Si dimette perché non le viene concesso di partecipare alle sedute di consiglio comunale da remoto. È la decisione, a suo dire obbligata, presa da Francesca Dell’Aquila – neomamma e consigliera comunale del Pd a Monza – che ha rassegnato le dimissioni perché impossibilitata a presenziare alle sedute del comune a causa degli impegni genitoriali. Dell’Aquila aveva precedentemente tentato di introdurre la possibilità di partecipare a distanza, come già accade in tanti settori lavorativi e anche in altri comuni e regioni, senza tuttavia riuscirci: “Ho partorito a settembre e durante la gravidanza ho proposto al mio gruppo consigliare una revisione del regolamento“, ha spiegato Dell’Aquila, ma le tempistiche preventivate erano di oltre un anno.

Dell’Aquila, ha spiegato, voleva che “consigliere donne in gravidanza prima e mamme e papà dopo la nascita del bambino, potessero assolvere al proprio impegno pubblico a distanza“. E per questo aveva richiesto l’introduzione di regole e permessi per la partecipazione da remoto.

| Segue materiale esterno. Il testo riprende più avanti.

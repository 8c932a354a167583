//! Tessellation of map geometry into triangle meshes
//!
//! This module converts the 2D source geometry of a map layer (polygons
//! and road linestrips) into triangle meshes for GPU rendering.
//!
//! # Submodules
//! - `polygon` - Ear-clipping polygon triangulation
//! - `topology` - Road network intersection extraction and duplicate removal
//! - `ribbon` - Linestrip extrusion into textured ribbons with miter joins
//! - `junction` - Junction resolution (weld / snap / clip / fan) and dead-end caps

mod junction;
mod polygon;
mod ribbon;
mod topology;

pub use polygon::{
    polygon_area,
    triangulate_multipolygon,
    triangulate_polygon,
};

pub use topology::{
    extract_intersections,
    remove_duplicate_linestrips,
    Intersection,
    Topology,
    UnionFind,
};

pub use ribbon::{
    contract_short_linestrips,
    convert_linestrips,
    triangulate_linestrip,
    Ribbon,
    RibbonParams,
    RibbonStats,
};

pub use junction::{
    triangulate_cap,
    triangulate_junction,
    JunctionPatch,
};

Ma nonostante il riscontro fosse stato positivo, ha spiegato, le tempistiche previste l’hanno portata a dimettersi: “Mi è stato detto che sarebbe stato possibile nell’ambito di una revisione complessiva del regolamento, quindi tra circa un anno”. “Lasciare un posto vuoto per mesi in aula non sarebbe stato moralmente corretto nei confronti del mio impegno e di chi mi ha eletta”. Le dimissioni, ha concluso “sono state una mia scelta, ma obbligata, mi sarei aspettata una reazione più rapida per rompere quei vecchi schemi che tengono la società ingessata sulla pelle delle donne e dei bambini come accaduto per esempio con un ordine del giorno, a Genova e a Torino”.

“Non è stato possibile ragionare sulla vicenda perché non è stato presentato alcun ordine del giorno, la risposta forse potrebbe darla il capogruppo del partito, mi dispiace moltissimo che la consigliera dell’Aquila si sia dimessa, ma dire che sia stata costretta non è corretto” ha affermato la presidente del Consiglio comunale di Monza Cherubina Bertola. “Non ritengo corretto dire che sia stata costretta, rispetto a tutti quei consiglieri che hanno garantito il normale svolgimento del consiglio nonostante tutto, anche perché mi era stato chiesto se fosse possibile allestire un’auletta per l’allattamento, e ho risposto di sì, ma poi la richiesta non è arrivata”. Il Comune di Monza, ha spiegato la presidente, “ha utilizzato delle tecnologie artigianali in tempo di Covid, c’era una necessità specifica, ma ad oggi non supporterebbe ancora la partecipazione da remoto”. “Credo inoltre che ridurre il ruolo del consigliere comunale alle sole sedute di consiglio sia svilente, serve che si stia sul territorio, pronti all’ascolto dei cittadini, non solo in relazione alla maternità ma anche ad altri impegni, che vanno tenuti in considerazione”, ha concluso.

“Non è accettabile quello che è avvenuto nel Consiglio comunale di Monza” ha dichiarato invece la vicepresidente nazionale del Pd e presidente del Consiglio regionale della Puglia, Loredana Capone, commentando la vicenda. “È arrivato il momento che tutte le assise pubbliche adeguino i loro regolamenti per permettere di conciliare la maternità agli impegni istituzionali. E questo deve avvenire con tempi celeri e procedure semplificate. Deve diventare un diritto acquisito e non una concessione”.

“Nessuno deve essere costretto a scegliere tra il suo ruolo di genitore e lo svolgimento del suo lavoro pubblico o privato perché non ci sono le condizioni per poter conciliare, specie oggi, che come si è visto le tecnologie aiutano a lavorare accorciando le distanze”, ha aggiunto Capone. “L’alibi di regolamenti vetusti rischia di cancellare anni di battaglia per la parità di genere. Non solo, ma mostra anche una reticenza intollerabile rispetto al cambiamento di modelli organizzativi funzionali a rendere chi vuole avere una famiglia, le donne in primis, ma anche gli uomini che vogliano dedicarsi al ruolo genitoriale, protagonisti di una nuova cultura meno maschilista“. In Puglia il Consiglio regionale ha approvato una legge che consente il collegamento da remoto in caso di gravidanza a rischio e per l’allattamento per entrambi i genitori.